▶ Problem statement:
Here are some records. Transcribe all of them exactly.

** Opening Data excerpts block **

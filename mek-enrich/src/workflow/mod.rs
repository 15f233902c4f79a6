//! Enrichment workflow
//!
//! - `throttle`: process-wide per-source call spacing
//! - `orchestrator`: per-entity source fallback with cache short-circuit
//! - `enricher`: batch runner (bounded concurrency, cancellation, persistence)

pub mod enricher;
pub mod orchestrator;
pub mod throttle;

use crate::types::SourceKind;
use serde::Serialize;
use tokio::sync::mpsc;

pub use enricher::{BatchReport, Enricher};
pub use orchestrator::{FallbackOrchestrator, IdentifierPolicy, SourceSettings};
pub use throttle::SourceThrottle;

/// Progress events emitted during a run
#[derive(Debug, Clone, PartialEq, Serialize)]
#[serde(tag = "type", rename_all = "snake_case")]
pub enum EnrichmentEvent {
    EntityStarted {
        entity: String,
        /// 0-based position in the batch
        index: usize,
        total: usize,
    },

    SourceCompleted {
        entity: String,
        source: SourceKind,
        lookup_key: String,
        success: bool,
        from_cache: bool,
        elapsed_ms: u64,
    },

    EntityCompleted {
        entity: String,
        primary_source: Option<SourceKind>,
        total_ms: u64,
    },

    /// Entity refused before any lookup (e.g. no name and no identifiers)
    EntityRejected { entity: String, reason: String },

    BatchCompleted {
        enriched: usize,
        rejected: usize,
        cancelled: usize,
    },
}

/// Optional event channel shared by the workflow components
pub type EventSender = mpsc::Sender<EnrichmentEvent>;

/// Send without failing the run when nobody is listening
pub(crate) async fn emit(events: Option<&EventSender>, event: EnrichmentEvent) {
    if let Some(tx) = events {
        if tx.send(event).await.is_err() {
            tracing::trace!("Event receiver dropped");
        }
    }
}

** Closing Data excerpts block **

▶ Answer to this task:
filename mek-enrich/src/workflow/mod.rs
repository 15f233902c4f79a6
//! Enrichment workflow
//!
//! - `throttle`: process-wide per-source call spacing
//! - `orchestrator`: per-entity source fallback with cache short-circuit
//! - `enricher`: batch runner (bounded concurrency, cancellation, persistence)

pub mod enricher;
pub mod orchestrator;
pub mod throttle;

use crate::types::SourceKind;
use serde::Serialize;
use tokio::sync::mpsc;

pub use enricher::{BatchReport, Enricher};
pub use orchestrator::{FallbackOrchestrator, IdentifierPolicy, SourceSettings};
pub use throttle::SourceThrottle;

/// Progress events emitted during a run
#[derive(Debug, Clone, PartialEq, Serialize)]
#[serde(tag = "type", rename_all = "snake_case")]
pub enum EnrichmentEvent {
    EntityStarted {
        entity: String,
        /// 0-based position in the batch
        index: usize,
        total: usize,
    },

    SourceCompleted {
        entity: String,
        source: SourceKind,
        lookup_key: String,
        success: bool,
        from_cache: bool,
        elapsed_ms: u64,
    },

    EntityCompleted {
        entity: String,
        primary_source: Option<SourceKind>,
        total_ms: u64,
    },

    /// Entity refused before any lookup (e.g. no name and no identifiers)
    EntityRejected { entity: String, reason: String },

    BatchCompleted {
        enriched: usize,
        rejected: usize,
        cancelled: usize,
    },
}

/// Optional event channel shared by the workflow components
pub type EventSender = mpsc::Sender<EnrichmentEvent>;

/// Send without failing the run when nobody is listening
pub(crate) async fn emit(events: Option<&EventSender>, event: EnrichmentEvent) {
    if let Some(tx) = events {
        if tx.send(event).await.is_err() {
            tracing::trace!("Event receiver dropped");
        }
    }
}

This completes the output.